Kemudian Dimas berpamitan pada anak dan istrinya. Mobilnya segera menggilas aspal jalan Sudirman, bergumul dengan pencari nafkah lainnya.
***
Matahari segera akan sampai puncaknya, pukul sebelas tiga puluh siang, ketika Dimas menekan klakson mobil meraung agar gerbang rumah dibukakan baginya. Adalah Asrul yang membukakan jalan bagi ayahnya, setelah mobil itu masuk kedalam garasi, Dimas merangkul anaknya untuk bersama masuk kedalam rumah. Di dalam rumah Anisa dengan senyum mempesona, sudah menanti kehadiran kepala keluarga.
Hentakan Adzan Dzuhur membawa ketiganya kembali bersujud pada Sang Kuasa.
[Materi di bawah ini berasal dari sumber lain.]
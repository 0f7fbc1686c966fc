//! Per-sol raw imagery grouped by camera.
//!
//! The data backend indexes raw image URLs by sol and camera and attaches
//! them to traverse features. The layout mirrors the camera suites of the
//! two vehicles: the rover reports engineering and science cameras, the
//! helicopter its navigation and color cameras.

use std::collections::BTreeMap;

use serde::{Deserialize, Serialize};
use ts_rs::TS;

use crate::vehicle::Vehicle;

/// A camera suite within [`SolImages`].
#[derive(Debug, Clone, Copy, PartialEq, Eq, Hash, Serialize, Deserialize, TS)]
#[serde(rename_all = "camelCase")]
#[ts(export, export_to = "bindings/")]
pub enum CameraGroup {
    /// Rover navigation, hazard, and sample caching cameras.
    Engineering,
    /// Rover science instruments.
    Science,
    /// Helicopter cameras.
    Helicopter,
}

/// Rover engineering camera image URLs.
#[derive(Debug, Clone, Default, PartialEq, Eq, Serialize, Deserialize, TS)]
#[serde(rename_all = "camelCase", default)]
#[ts(export, export_to = "bindings/")]
pub struct EngineeringCameras {
    /// Left navigation camera.
    pub navigation_camera_left: Vec<String>,
    /// Right navigation camera.
    pub navigation_camera_right: Vec<String>,
    /// Front hazard camera, left.
    pub front_hazcam_left: Vec<String>,
    /// Front hazard camera, right.
    pub front_hazcam_right: Vec<String>,
    /// Rear hazard camera, left.
    pub rear_hazcam_left: Vec<String>,
    /// Rear hazard camera, right.
    pub rear_hazcam_right: Vec<String>,
    /// Sample caching system camera.
    pub sample_caching_system: Vec<String>,
}

impl EngineeringCameras {
    fn count(&self) -> usize {
        [
            &self.navigation_camera_left,
            &self.navigation_camera_right,
            &self.front_hazcam_left,
            &self.front_hazcam_right,
            &self.rear_hazcam_left,
            &self.rear_hazcam_right,
            &self.sample_caching_system,
        ]
        .iter()
        .map(|urls| urls.len())
        .sum()
    }
}

/// Rover science instrument image URLs.
#[derive(Debug, Clone, Default, PartialEq, Eq, Serialize, Deserialize, TS)]
#[serde(rename_all = "camelCase", default)]
#[ts(export, export_to = "bindings/")]
pub struct ScienceCameras {
    /// Mastcam-Z, left eye.
    pub mastcam_z_left: Vec<String>,
    /// Mastcam-Z, right eye.
    pub mastcam_z_right: Vec<String>,
    /// MEDA sky camera.
    pub meda_sky_cam: Vec<String>,
    /// PIXL micro context camera.
    pub pixl_micro_context_camera: Vec<String>,
    /// SHERLOC WATSON imager.
    pub sherloc_watson: Vec<String>,
    /// SHERLOC context imager.
    pub sherloc_context_image: Vec<String>,
    /// `SuperCam` remote micro imager.
    pub super_cam_remote_micro_imager: Vec<String>,
}

impl ScienceCameras {
    fn count(&self) -> usize {
        [
            &self.mastcam_z_left,
            &self.mastcam_z_right,
            &self.meda_sky_cam,
            &self.pixl_micro_context_camera,
            &self.sherloc_watson,
            &self.sherloc_context_image,
            &self.super_cam_remote_micro_imager,
        ]
        .iter()
        .map(|urls| urls.len())
        .sum()
    }
}

/// Helicopter camera image URLs.
#[derive(Debug, Clone, Default, PartialEq, Eq, Serialize, Deserialize, TS)]
#[serde(rename_all = "camelCase", default)]
#[ts(export, export_to = "bindings/")]
pub struct HelicopterCameras {
    /// Downward-looking navigation camera.
    pub navigation_camera: Vec<String>,
    /// Horizon-facing color camera.
    pub color_camera: Vec<String>,
}

/// All image URLs for one sol, grouped by camera suite.
///
/// A group is absent when it was filtered out for a vehicle or never
/// indexed for that sol.
#[derive(Debug, Clone, Default, PartialEq, Eq, Serialize, Deserialize, TS)]
#[serde(rename_all = "camelCase", default)]
#[ts(export, export_to = "bindings/")]
pub struct SolImages {
    /// Rover engineering cameras.
    #[serde(skip_serializing_if = "Option::is_none")]
    #[ts(optional)]
    pub engineering_cameras: Option<EngineeringCameras>,
    /// Rover science cameras.
    #[serde(skip_serializing_if = "Option::is_none")]
    #[ts(optional)]
    pub science_cameras: Option<ScienceCameras>,
    /// Helicopter cameras.
    #[serde(skip_serializing_if = "Option::is_none")]
    #[ts(optional)]
    pub helicopter_cameras: Option<HelicopterCameras>,
}

impl SolImages {
    /// Keep only the camera groups that belong to `vehicle`.
    ///
    /// View-layer helper for the detail panel of a selected feature.
    #[must_use]
    pub fn for_vehicle(&self, vehicle: Vehicle) -> Self {
        let groups = vehicle.camera_groups();
        Self {
            engineering_cameras: self
                .engineering_cameras
                .clone()
                .filter(|_| groups.contains(&CameraGroup::Engineering)),
            science_cameras: self
                .science_cameras
                .clone()
                .filter(|_| groups.contains(&CameraGroup::Science)),
            helicopter_cameras: self
                .helicopter_cameras
                .clone()
                .filter(|_| groups.contains(&CameraGroup::Helicopter)),
        }
    }

    /// Total number of image URLs across all groups.
    pub fn image_count(&self) -> usize {
        let engineering = self.engineering_cameras.as_ref().map_or(0, EngineeringCameras::count);
        let science = self.science_cameras.as_ref().map_or(0, ScienceCameras::count);
        let helicopter = self
            .helicopter_cameras
            .as_ref()
            .map_or(0, |h| h.navigation_camera.len().saturating_add(h.color_camera.len()));
        engineering.saturating_add(science).saturating_add(helicopter)
    }
}

/// Thumbnail and full-resolution image indexes keyed by sol.
#[derive(Debug, Clone, Default, PartialEq, Eq, Serialize, Deserialize, TS)]
#[serde(default)]
#[ts(export, export_to = "bindings/")]
pub struct DatasetImages {
    /// Thumbnail URLs per sol.
    pub thumbnail: BTreeMap<String, SolImages>,
    /// Full-resolution URLs per sol.
    pub image: BTreeMap<String, SolImages>,
}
Anisa tak henti - hentinya berucap syukur dalam hati dengan hari ini yang begitu damai. Ditatapnya Dimas dan Asrul yang berada didepannya, ketika mengucap dua salam terakhir berharap waktu berhenti untuk dinikmati begitu saja.
"Mulai hari ini, Asrul harus belajar untuk menjadi imam" kata Dimas ketika sholat selesai dilaksanakan. "Lalu, belajar untuk menjadi anak bunda yang baik, walau bagaimanapun..."
"Bunda adalah bundaku..." kata Asrul memotong ucapan Dimas.
Anisa tak kuasa meneteskan air matanya. Sebagai seorang ibu sambung, kehadiran Anisa awalnya tidak dapat diterima oleh Asrul yang saat itu masih berusia sepuluh tahun. Ibu kandung Asrul meninggal dua tahun sebelum Dimas menyunting Anisa. Butuh waktu satu tahun, dengan cinta yang tulus Anisa meluluh lantahkan kebencian dan ketakutan yang dialami Asrul saat itu.
Dimas memeluk Anisa dan Asrul dibahunya. Ada doa didalam hati yang terucap, berharap satu yang terbaik bagi keduanya.
***
"Allahuakbar..." takbir terakhir sholat isya menghentak telinga Anisa. Air matanya sekali lagi tumpah, kali ini menyadari satu yang hilang dari hidupnya.
"Assalamualaikum warahmatullah..." kata suara itu bergetar nyaris tak terdengar. Satu lagi kewajiban sudah selesai ditunaikan.